Hybrid-Sitzungen sollen kommen
Schließlich hat die Änderung der Gemeindeordnung noch den Weg frei gemacht für sogenannte Hybrid-Sitzungen, also Präsenz-Sitzungen mit Bürgermeister und Verwaltungsvertreter, wo manche Teilnehmer aus den Reihen des Stadtrats nur online über Ton-Bild-Übertragung teilnehmen. Dabei muss gewährleistet sein, dass sich die Gremiumsmitglieder gegenseitig wahrnehmen können und bei öffentlichen Sitzungen auch von der Öffentlichkeit wahrnehmbar sind. Allerdings fehlen für diese Art von Sitzungen noch die konkreten Anwendungshinweise aus München, sagte Bürgermeister Wozniak. Erst wenn diese vorliegen, soll der Stadtrat über diese neue Form der Sitzung beschließen und sie gegebenenfalls auch einführen.

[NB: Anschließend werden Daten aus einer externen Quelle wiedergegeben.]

//! # beatwire
//!
//! Heartbeat-driven remote calls over a persistent message channel.
//!
//! The client sends a `beat` to its peer, waits for the reply, and sends the
//! next beat straight away. At most one remote call rides on each beat; its
//! result comes back attached to the reply. A beat left unanswered for the
//! configured timeout ends the connection.
//!
//! ## Architecture
//!
//! - **Engine** ([`engine`]): one task per connection running the
//!   Init → Running → Stopping → Stopped state machine
//! - **Call façade** ([`Client`]): queues a call for the next beat and hands
//!   back a [`PendingReply`]
//! - **Transport** ([`transport`]): multi-part messages over TCP, any byte
//!   stream, or an in-memory pair
//! - **Callee** ([`callee`]): a [`Responder`] answering beats with
//!   registered functions
//!
//! ## Example
//!
//! ```no_run
//! use beatwire::{CallError, Client};
//!
//! #[tokio::main]
//! async fn main() -> beatwire::Result<()> {
//!     let mut client = Client::builder()
//!         .host("127.0.0.1")
//!         .port(3000)
//!         .connect()
//!         .await?;
//!     client.start()?;
//!
//!     match client.call("echo", "Hello").await {
//!         Ok(value) => println!("echo returned {}", value),
//!         Err(CallError::Remote(e)) => eprintln!("callee failed: {}", e),
//!         Err(e) => eprintln!("call failed: {}", e),
//!     }
//!
//!     client.stop().await?;
//!     client.wait().await
//! }
//! ```

pub mod callee;
pub mod config;
pub mod engine;
pub mod error;
pub mod protocol;
pub mod transport;

mod client;
mod writer;

pub use callee::{Responder, ResponderBuilder};
pub use client::{Client, ClientBuilder};
pub use config::{ClientConfig, LivenessAction};
pub use engine::{CallResult, ConnectionState, PendingReply};
pub use error::{BeatwireError, CallError, Result};
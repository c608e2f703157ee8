//! Callee side - function registry and the beat responder.
//!
//! Provides:
//! - [`HandlerRegistry`] - maps function names to async handlers
//! - [`Responder`] - answers beats and runs attached calls
//!
//! # Example
//!
//! ```no_run
//! use beatwire::callee::Responder;
//! use beatwire::transport::Listener;
//! use std::time::Duration;
//!
//! # async fn serve() -> beatwire::Result<()> {
//! let listener = Listener::bind("127.0.0.1:3000").await?;
//! let responder = Responder::builder()
//!     .handle("shout", |arg: String| async move { Ok(arg.to_uppercase()) })
//!     .beat_interval(Duration::from_millis(10))
//!     .accept(&listener)
//!     .await?;
//!
//! let beats = responder.run().await?;
//! # let _ = beats;
//! # Ok(())
//! # }
//! ```

mod registry;
mod responder;

pub use registry::{BoxFuture, Handler, HandlerRegistry, HandlerResult};
pub use responder::{
    Responder, ResponderBuilder, DEFAULT_BEAT_INTERVAL, MAX_BEAT_INTERVAL, MAX_PAYLOAD_PARTS,
    MIN_BEAT_INTERVAL,
};
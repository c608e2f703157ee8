//! Protocol module - wire format, message framing, and the beat vocabulary.
//!
//! This module implements:
//! - 5-byte part header encoding/decoding
//! - Frame buffer for accumulating partial reads into whole messages
//! - Multi-part message type
//! - Beat/reply/handshake literals and reply parsing

mod beat;
mod frame_buffer;
mod message;
mod wire_format;

pub use beat::{
    beat_message, is_stopped, Reply, BEAT, ERROR_PREFIX, PAYLOAD_DELIMITER, STOP, STOPPED,
};
pub use frame_buffer::FrameBuffer;
pub use message::{build_message, Message};
pub use wire_format::{
    flags, PartHeader, DEFAULT_MAX_PARTS, DEFAULT_MAX_PART_SIZE, PART_HEADER_SIZE,
};
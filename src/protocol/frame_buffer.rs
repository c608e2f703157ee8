//! Frame buffer for accumulating partial reads.
//!
//! Uses `bytes::BytesMut` for zero-copy buffer management.
//! Implements a state machine for handling fragmented parts:
//! - `WaitingForHeader`: Need at least 5 bytes
//! - `WaitingForBody`: Header parsed, need N more part bytes
//!
//! Parts are collected until one arrives without the `MORE` flag, at which
//! point the whole message is emitted.
//!
//! # Example
//!
//! ```
//! use beatwire::protocol::{build_message, FrameBuffer, Message};
//!
//! let mut buffer = FrameBuffer::new();
//! let bytes = build_message(&Message::from_parts(["beat", "echo", "Hello"]));
//!
//! let messages = buffer.push(&bytes).unwrap();
//! assert_eq!(messages.len(), 1);
//! assert_eq!(messages[0].part_str(2), Some("Hello"));
//! ```

use bytes::{Bytes, BytesMut};

use super::message::Message;
use super::wire_format::{PartHeader, DEFAULT_MAX_PARTS, DEFAULT_MAX_PART_SIZE, PART_HEADER_SIZE};
use crate::error::{BeatwireError, Result};

/// State machine for part parsing.
#[derive(Debug, Clone)]
enum State {
    /// Waiting for complete header (need 5 bytes).
    WaitingForHeader,
    /// Header parsed, waiting for part bytes.
    WaitingForBody { header: PartHeader },
}

/// Buffer for accumulating incoming bytes and extracting complete messages.
pub struct FrameBuffer {
    /// Accumulated bytes from socket reads.
    buffer: BytesMut,
    /// Current parsing state.
    state: State,
    /// Parts of the message currently being assembled.
    parts: Vec<Bytes>,
    /// Maximum allowed part size.
    max_part_size: u32,
    /// Maximum parts per message.
    max_parts: usize,
}

impl FrameBuffer {
    /// Create a new frame buffer with default limits.
    ///
    /// Default capacity: 8KB, max part: 16MiB, max parts: 64.
    pub fn new() -> Self {
        Self::with_limits(DEFAULT_MAX_PART_SIZE, DEFAULT_MAX_PARTS)
    }

    /// Create a new frame buffer with custom limits.
    pub fn with_limits(max_part_size: u32, max_parts: usize) -> Self {
        Self {
            buffer: BytesMut::with_capacity(8 * 1024),
            state: State::WaitingForHeader,
            parts: Vec::new(),
            max_part_size,
            max_parts,
        }
    }

    /// Push data into the buffer and extract all complete messages.
    ///
    /// Partial data is buffered internally for the next push.
    ///
    /// # Errors
    ///
    /// Returns error if a part exceeds `max_part_size`, a message exceeds
    /// `max_parts`, or reserved flag bits are set.
    pub fn push(&mut self, data: &[u8]) -> Result<Vec<Message>> {
        self.buffer.extend_from_slice(data);

        let mut messages = Vec::new();

        while let Some(message) = self.try_extract_one()? {
            messages.push(message);
        }

        Ok(messages)
    }

    /// Try to extract a single message from the buffer.
    fn try_extract_one(&mut self) -> Result<Option<Message>> {
        loop {
            match &self.state {
                State::WaitingForHeader => {
                    let Some(header) = PartHeader::decode(&self.buffer) else {
                        return Ok(None);
                    };
                    header.validate(self.max_part_size)?;

                    let _ = self.buffer.split_to(PART_HEADER_SIZE);
                    self.state = State::WaitingForBody { header };
                }

                State::WaitingForBody { header } => {
                    let header = *header;
                    let length = header.length as usize;

                    if self.buffer.len() < length {
                        return Ok(None);
                    }

                    let part = self.buffer.split_to(length).freeze();
                    self.state = State::WaitingForHeader;
                    self.parts.push(part);

                    if self.parts.len() > self.max_parts {
                        return Err(BeatwireError::Protocol(format!(
                            "Message exceeds {} parts",
                            self.max_parts
                        )));
                    }

                    if !header.has_more() {
                        let parts = std::mem::take(&mut self.parts);
                        return Ok(Some(Message::from_parts(parts)));
                    }
                }
            }
        }
    }

    /// Get the number of buffered bytes not yet assigned to a part.
    pub fn len(&self) -> usize {
        self.buffer.len()
    }

    /// Check if nothing is buffered, including partially assembled messages.
    pub fn is_empty(&self) -> bool {
        self.buffer.is_empty() && self.parts.is_empty()
    }

    /// Clear the buffer and reset state.
    pub fn clear(&mut self) {
        self.buffer.clear();
        self.parts.clear();
        self.state = State::WaitingForHeader;
    }

    #[cfg(test)]
    fn state_name(&self) -> &'static str {
        match &self.state {
            State::WaitingForHeader => "WaitingForHeader",
            State::WaitingForBody { .. } => "WaitingForBody",
        }
    }
}

impl Default for FrameBuffer {
    fn default() -> Self {
        Self::new()
    }
}
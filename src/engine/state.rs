//! Connection lifecycle states.
//!
//! ```text
//! Init ──start()──► Running ──stop()──► Stopping ──"STOPPED"──► Stopped
//!                      │                    │
//!                      └─ liveness timeout ─┴─ shutdown timeout ─► Failed
//! ```

use std::fmt;

/// Lifecycle state of one connection.
#[derive(Debug, Clone, Copy, PartialEq, Eq)]
pub enum ConnectionState {
    /// Created, no beat sent yet.
    Init,
    /// Heartbeat cycle active.
    Running,
    /// Waiting for the peer's `STOPPED`.
    Stopping,
    /// Handshake completed.
    Stopped,
    /// Ended by a fatal error.
    Failed,
}

impl ConnectionState {
    /// Check if no further transitions can happen.
    #[inline]
    pub fn is_terminal(self) -> bool {
        matches!(self, ConnectionState::Stopped | ConnectionState::Failed)
    }

    /// Check if a transition to `next` is allowed.
    pub fn can_transition_to(self, next: ConnectionState) -> bool {
        use ConnectionState::*;

        matches!(
            (self, next),
            (Init, Running)
                | (Running, Stopping)
                | (Running, Failed)
                | (Stopping, Stopped)
                | (Stopping, Failed)
        )
    }
}

impl fmt::Display for ConnectionState {
    fn fmt(&self, f: &mut fmt::Formatter<'_>) -> fmt::Result {
        let name = match self {
            ConnectionState::Init => "init",
            ConnectionState::Running => "running",
            ConnectionState::Stopping => "stopping",
            ConnectionState::Stopped => "stopped",
            ConnectionState::Failed => "failed",
        };
        f.write_str(name)
    }
}
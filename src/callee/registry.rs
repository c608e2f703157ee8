//! Function registry for the responder.
//!
//! Maps function names to async handlers taking the call argument and
//! returning either the value to send back or an error description.
//!
//! # Example
//!
//! ```
//! use beatwire::callee::HandlerRegistry;
//!
//! let mut registry = HandlerRegistry::new();
//! registry.register("shout", |arg: String| async move { Ok(arg.to_uppercase()) });
//!
//! assert!(registry.contains("shout"));
//! ```

use std::collections::HashMap;
use std::future::Future;
use std::pin::Pin;

/// Result type for handler functions: the value, or an error description.
pub type HandlerResult = std::result::Result<String, String>;

/// Boxed future for handler results.
pub type BoxFuture<'a, T> = Pin<Box<dyn Future<Output = T> + Send + 'a>>;

/// Trait for handler functions.
pub trait Handler: Send + Sync + 'static {
    /// Run the function with the call argument.
    fn call(&self, argument: String) -> BoxFuture<'static, HandlerResult>;
}

impl<F, Fut> Handler for F
where
    F: Fn(String) -> Fut + Send + Sync + 'static,
    Fut: Future<Output = HandlerResult> + Send + 'static,
{
    fn call(&self, argument: String) -> BoxFuture<'static, HandlerResult> {
        Box::pin(self(argument))
    }
}

/// Registry mapping function names to handlers.
#[derive(Default)]
pub struct HandlerRegistry {
    handlers: HashMap<String, Box<dyn Handler>>,
}

impl HandlerRegistry {
    /// Create a new empty registry.
    pub fn new() -> Self {
        Self::default()
    }

    /// Create a registry with the built-in `echo` function.
    pub fn with_echo() -> Self {
        let mut registry = Self::new();
        registry.register("echo", |argument: String| async move { Ok(argument) });
        registry
    }

    /// Register a function, replacing any handler with the same name.
    ///
    /// Names starting with `_` are internal and can never be called remotely.
    pub fn register<F, Fut>(&mut self, name: &str, handler: F)
    where
        F: Fn(String) -> Fut + Send + Sync + 'static,
        Fut: Future<Output = HandlerResult> + Send + 'static,
    {
        if self.handlers.insert(name.to_string(), Box::new(handler)).is_some() {
            tracing::debug!("Replaced handler for {:?}", name);
        }
    }

    /// Get a handler by name.
    pub fn get(&self, name: &str) -> Option<&dyn Handler> {
        self.handlers.get(name).map(|h| h.as_ref())
    }

    /// Check if a function is registered.
    pub fn contains(&self, name: &str) -> bool {
        self.handlers.contains_key(name)
    }

    /// Registered function names, sorted.
    pub fn names(&self) -> Vec<&str> {
        let mut names: Vec<&str> = self.handlers.keys().map(String::as_str).collect();
        names.sort_unstable();
        names
    }

    /// Number of registered functions.
    pub fn len(&self) -> usize {
        self.handlers.len()
    }

    /// Check if no functions are registered.
    pub fn is_empty(&self) -> bool {
        self.handlers.is_empty()
    }

    /// Call `name` with `argument`.
    ///
    /// Internal (`_`-prefixed) and unknown names are rejected with a
    /// description of why.
    pub async fn dispatch(&self, name: &str, argument: String) -> HandlerResult {
        if name.starts_with('_') {
            return Err(format!("cannot call internal function {:?}", name));
        }

        let handler = self
            .get(name)
            .ok_or_else(|| format!("unknown function {:?}", name))?;

        handler.call(argument).await
    }
}

impl std::fmt::Debug for HandlerRegistry {
    fn fmt(&self, f: &mut std::fmt::Formatter<'_>) -> std::fmt::Result {
        f.debug_struct("HandlerRegistry")
            .field("functions", &self.names())
            .finish()
    }
}

#[cfg(test)]
mod tests {
    use super::*;

    #[test]
    fn test_register_function() {
        let mut registry = HandlerRegistry::new();
        assert!(registry.is_empty());

        registry.register("upper", |arg: String| async move { Ok(arg.to_uppercase()) });

        assert!(registry.contains("upper"));
        assert!(registry.get("upper").is_some());
        assert_eq!(registry.len(), 1);
    }

    #[test]
    fn test_with_echo() {
        let registry = HandlerRegistry::with_echo();
        assert_eq!(registry.names(), vec!["echo"]);
    }

    #[tokio::test]
    async fn test_dispatch_echo() {
        let registry = HandlerRegistry::with_echo();
        let result = registry.dispatch("echo", "Hello".to_string()).await;
        assert_eq!(result, Ok("Hello".to_string()));
    }

    #[tokio::test]
    async fn test_dispatch_handler_error() {
        let mut registry = HandlerRegistry::new();
        registry.register("fail", |_: String| async { Err("no luck".to_string()) });

        let result = registry.dispatch("fail", String::new()).await;
        assert_eq!(result, Err("no luck".to_string()));
    }

    #[tokio::test]
    async fn test_dispatch_unknown_function() {
        let registry = HandlerRegistry::with_echo();
        let err = registry.dispatch("missing", String::new()).await.unwrap_err();
        assert!(err.contains("unknown function"));
    }

    #[tokio::test]
    async fn test_dispatch_internal_function_rejected() {
        let mut registry = HandlerRegistry::new();
        registry.register("_secret", |_: String| async { Ok("leaked".to_string()) });

        let err = registry.dispatch("_secret", String::new()).await.unwrap_err();
        assert!(err.contains("internal"));
    }

    #[test]
    fn test_register_replaces() {
        let mut registry = HandlerRegistry::with_echo();
        registry.register("echo", |_: String| async { Ok("fixed".to_string()) });
        assert_eq!(registry.len(), 1);
    }
}
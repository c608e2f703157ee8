//! One-shot cancellable timer used for reply windows.

use std::pin::Pin;
use std::time::Duration;

use tokio::time::{sleep, Instant, Sleep};

/// A single-shot timer that is either armed or idle.
///
/// `expired()` never completes while idle, so it can sit in a `select!`
/// branch permanently.
#[derive(Debug, Default)]
pub struct LivenessTimer {
    deadline: Option<Pin<Box<Sleep>>>,
}

impl LivenessTimer {
    /// Create an idle timer.
    pub fn new() -> Self {
        Self { deadline: None }
    }

    /// Arm the timer to fire after `delay`.
    ///
    /// The timer must be idle; at most one deadline exists at a time.
    pub fn arm(&mut self, delay: Duration) {
        debug_assert!(self.deadline.is_none(), "timer armed twice");
        self.deadline = Some(Box::pin(sleep(delay)));
    }

    /// Disarm the timer. No-op when idle.
    pub fn cancel(&mut self) {
        self.deadline = None;
    }

    /// Check if the timer is armed.
    #[inline]
    pub fn is_armed(&self) -> bool {
        self.deadline.is_some()
    }

    /// When the timer will fire, if armed.
    pub fn deadline(&self) -> Option<Instant> {
        self.deadline.as_ref().map(|s| s.deadline())
    }

    /// Wait until the armed deadline passes, then disarm.
    ///
    /// Cancel-safe: dropping the future leaves the timer armed.
    pub async fn expired(&mut self) {
        match self.deadline.as_mut() {
            Some(sleep) => {
                sleep.as_mut().await;
                self.deadline = None;
            }
            None => std::future::pending::<()>().await,
        }
    }
}

#[cfg(test)]
mod tests {
    use super::*;

    #[tokio::test(start_paused = true)]
    async fn test_fires_after_delay() {
        let mut timer = LivenessTimer::new();
        timer.arm(Duration::from_millis(100));
        let start = Instant::now();

        timer.expired().await;

        assert!(start.elapsed() >= Duration::from_millis(100));
        assert!(!timer.is_armed());
    }

    #[tokio::test(start_paused = true)]
    async fn test_cancel_prevents_firing() {
        let mut timer = LivenessTimer::new();
        timer.arm(Duration::from_millis(50));
        timer.cancel();

        let fired = tokio::time::timeout(Duration::from_secs(1), timer.expired()).await;
        assert!(fired.is_err());
    }

    #[tokio::test(start_paused = true)]
    async fn test_rearm_after_cancel() {
        let mut timer = LivenessTimer::new();
        timer.arm(Duration::from_millis(50));
        timer.cancel();
        timer.arm(Duration::from_millis(200));

        let deadline = timer.deadline().unwrap();
        assert!(deadline >= Instant::now() + Duration::from_millis(200));
    }

    #[tokio::test(start_paused = true)]
    async fn test_expired_is_cancel_safe() {
        let mut timer = LivenessTimer::new();
        timer.arm(Duration::from_millis(100));

        let early = tokio::time::timeout(Duration::from_millis(10), timer.expired()).await;
        assert!(early.is_err());
        assert!(timer.is_armed());

        timer.expired().await;
        assert!(!timer.is_armed());
    }
}
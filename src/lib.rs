mod error;
mod models;
mod services;

pub use error::ClassifyError;
pub use models::classify_types::Prediction;
pub use services::classifier::inference::{classify, preprocess, Classifier, INPUT_SIZE};
pub use services::classifier::labels::{load_labels, parse_labels};
pub use services::classifier::model::{ClassifierContext, OrtClassifier};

Im Vorfeld der Abstimmungen hatte Thomas Vizl (Geo-net) betont, die Gleichheit aller Stadtratsmitglieder müsse gewahrt bleiben. Wenn demnächst fast nur der Haupt- und Finanzausschuss tage, dann werde der Rest des gewählten Gremiums von den Entscheidungen ausgeschlossen. Deshalb sollte man so schnell wie möglich die Hybrid-Sitzungen einführen. 2. Bürgermeister Erich Servatius (SPD) sagte, es gebe auch Stadtratsmitglieder, die kämen mit der Online-Technik nicht zurecht. Für sie müsse sichergestellt sein, dass sie zu der Präsenzsitzung erscheinen dürfen.
Selbsttests zu Beginn?
Günter Iff (Freie Wähler) sah die neuen rechtlichen Möglichkeiten der Gemeindeordnung als notwendig an, um auf die hohe Ansteckungsgefahr reagieren zu können. Wenn die Einführung der Hybrid-Sitzung noch länger dauere, könnte man in der Zwischenzeit - ähnlich wie in den Schulen - zu Beginn der Präsenzsitzungen ja auch erst Corona-Selbsttests machen.
Damit möglichst wenige Stadtratsmitglieder in den kommenden Wochen von den Entscheidungen ausgeschlossen sind, sollte man die geltende Stellvertreterregelung in den Fraktionen rege in Anspruch nehmen und einfach durchwechseln, sagte Arnulf Koch (CSU). Gleichwohl müsse man aber auch überlegen, ob angesichts der neuen Entwicklung nicht eine Neubesetzung der Ausschüsse durch die Fraktionen ratsam sei, wenn beispielweise der Finanzausschuss deutlich mehr Entscheidungskompetenz bekomme, dort bislang aber hauptsächlich nur die Finanzexperten sitzen.